Questa ragazza è associata nella memoria del protagonista al verso di un uccello di quei luoghi, il Ben Tivì; così noi riceviamo la sensazione che tutto quanto avviene nella nostra vita non si perde mai, non solo perché conservato nella memoria, ma perché esso si è trasferito per sempre nella natura. C’è, ossia, nel complicato sistema dell’esistenza un meccanismo di eternità non percepibile sempre, che resterà anche quando chi ancora lo conserva nella sua memoria sarà scomparso.
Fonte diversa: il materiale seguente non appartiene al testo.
use axum::{
    extract::{Path, State},
    http::StatusCode,
    Json,
};
use chrono::Utc;
use serde::{Deserialize, Serialize};
use uuid::Uuid;

use crate::auth::middleware::Claims;
use crate::bus::{InvitationBroadcast, UserEvent};
use crate::db::models::{InvitationStatus, RoomStatus};
use crate::error::ApiError;
use crate::state::AppState;

#[derive(Debug, Deserialize)]
pub struct SendInviteRequest {
    pub receiver_id: String,
}

#[derive(Debug, Serialize)]
pub struct InvitationResponse {
    pub id: String,
    pub room_id: String,
    pub sender_id: String,
    pub receiver_id: String,
    pub status: InvitationStatus,
    pub created_at: String,
}

/// POST /api/rooms/{room_id}/invites — Offer a user a seat.
/// At most one PENDING invitation per (room, receiver); the partial unique
/// index backs the check, so concurrent duplicate sends cannot both land.
pub async fn send_invite(
    State(state): State<AppState>,
    claims: Claims,
    Path(room_id): Path<String>,
    Json(req): Json<SendInviteRequest>,
) -> Result<(StatusCode, Json<InvitationResponse>), ApiError> {
    if req.receiver_id == claims.sub {
        return Err(ApiError::BadRequest("cannot invite yourself".to_string()));
    }

    let db = state.db.clone();
    let rid = room_id.clone();
    let sender_id = claims.sub.clone();
    let receiver_id = req.receiver_id.clone();

    let invitation = tokio::task::spawn_blocking(move || {
        let conn = db.lock().map_err(|_| ApiError::internal("db lock poisoned"))?;

        let room = crate::rooms::load_room(&conn, &rid)?;
        if room.status == RoomStatus::Finished {
            return Err(ApiError::RoomNotJoinable);
        }

        let receiver_exists: bool = conn.query_row(
            "SELECT COUNT(*) FROM users WHERE id = ?1",
            [&receiver_id],
            |row| row.get::<_, i64>(0).map(|c| c > 0),
        )?;
        if !receiver_exists {
            return Err(ApiError::NotFound("user"));
        }

        let id = Uuid::now_v7().to_string();
        let now = Utc::now().to_rfc3339();

        let inserted = conn.execute(
            "INSERT INTO room_invitations (id, room_id, sender_id, receiver_id, status, created_at)
             VALUES (?1, ?2, ?3, ?4, 'pending', ?5)",
            rusqlite::params![id, rid, sender_id, receiver_id, now],
        );
        match inserted {
            Ok(_) => {}
            Err(rusqlite::Error::SqliteFailure(e, _))
                if e.code == rusqlite::ErrorCode::ConstraintViolation =>
            {
                return Err(ApiError::DuplicateInvitation);
            }
            Err(e) => return Err(e.into()),
        }

        Ok::<_, ApiError>(InvitationResponse {
            id,
            room_id: rid,
            sender_id,
            receiver_id,
            status: InvitationStatus::Pending,
            created_at: now,
        })
    })
    .await??;

    tracing::info!(
        invitation_id = %invitation.id,
        room_id = %room_id,
        receiver_id = %invitation.receiver_id,
        "invitation sent"
    );

    // Direct notification on the receiver's user topic.
    state.bus.publish_user(
        &invitation.receiver_id,
        UserEvent::Invited(InvitationBroadcast {
            id: invitation.id.clone(),
            room_id: invitation.room_id.clone(),
            sender_id: invitation.sender_id.clone(),
            receiver_id: invitation.receiver_id.clone(),
        }),
    );

    Ok((StatusCode::CREATED, Json(invitation)))
}

/// GET /api/invites — The caller's pending invitations.
pub async fn list_my_invites(
    State(state): State<AppState>,
    claims: Claims,
) -> Result<Json<Vec<InvitationResponse>>, ApiError> {
    let db = state.db.clone();
    let uid = claims.sub.clone();

    let invites = tokio::task::spawn_blocking(move || {
        let conn = db.lock().map_err(|_| ApiError::internal("db lock poisoned"))?;

        let mut stmt = conn.prepare(&format!(
            "SELECT {} FROM room_invitations
             WHERE receiver_id = ?1 AND status = 'pending'
             ORDER BY created_at DESC",
            super::INVITATION_COLS
        ))?;
        let invites = stmt
            .query_map([&uid], |row| super::row_to_invitation(row))?
            .collect::<Result<Vec<_>, _>>()?;

        Ok::<_, ApiError>(
            invites
                .into_iter()
                .map(|inv| InvitationResponse {
                    id: inv.id,
                    room_id: inv.room_id,
                    sender_id: inv.sender_id,
                    receiver_id: inv.receiver_id,
                    status: inv.status,
                    created_at: inv.created_at,
                })
                .collect::<Vec<_>>(),
        )
    })
    .await??;

    Ok(Json(invites))
}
In questi ventuno racconti si percepisce, infatti, l’atmosfera rarefatta della ricerca del mistero che avvolge, e spesso determina, i comportamenti umani, siano essi grandi o piccoli, gesti unici o quotidiani, la cui inspiegabilità sottomette ed umilia la nostra spavalderia e ci rende esseri piccoli e vulnerabili.
L’osservazione della realtà è l’imput con il quale l’autore costruisce i suoi racconti, che nel momento della loro articolazione si distaccano dalla realtà, dal tempo e dallo spazio che li hanno generati per involarsi in un altrove indefinibile, e che forse sta perfino dentro ciascuno di noi.
Non sempre questo risultato è conseguito felicemente, e gli esiti migliori si hanno – come accade nel primo racconto ricordato – allorquando la tensione ideale si accompagna e si esprime per il mezzo di una memoria che il ricordo trasfigura e rende universale.
La passione del vuoto”, che è il racconto che dà il titolo alla raccolta, nel momento in cui la denuncia e la lezione morale che ne scaturisce si fanno troppo pregnanti e dolorose, ossia troppo esplicite – come accade anche in “Istantanee italiane” e ne “L’irruzione”– di una contemporaneità tutta ancora da scoprire, non riesce a far recuperare compiutamente alla memoria quella funzione di trasfigurazione catartica che può e deve valere ad ogni latitudine. Ciò riesce invece in “Eriza Bay”, che è, a mio avviso, insieme con “La notte”, “Hotel Till”, “I campanacci”, “Metafore”, tra i racconti migliori, in cui le azioni e gli spazi hanno perso i loro riferimenti per divenire qualcosa di oltre, in un processo di smaterializzazione che li porta ad essere sempre intorno a noi, da qualsiasi punto e in qualsiasi tempo noi protendiamo la nostra osservazione.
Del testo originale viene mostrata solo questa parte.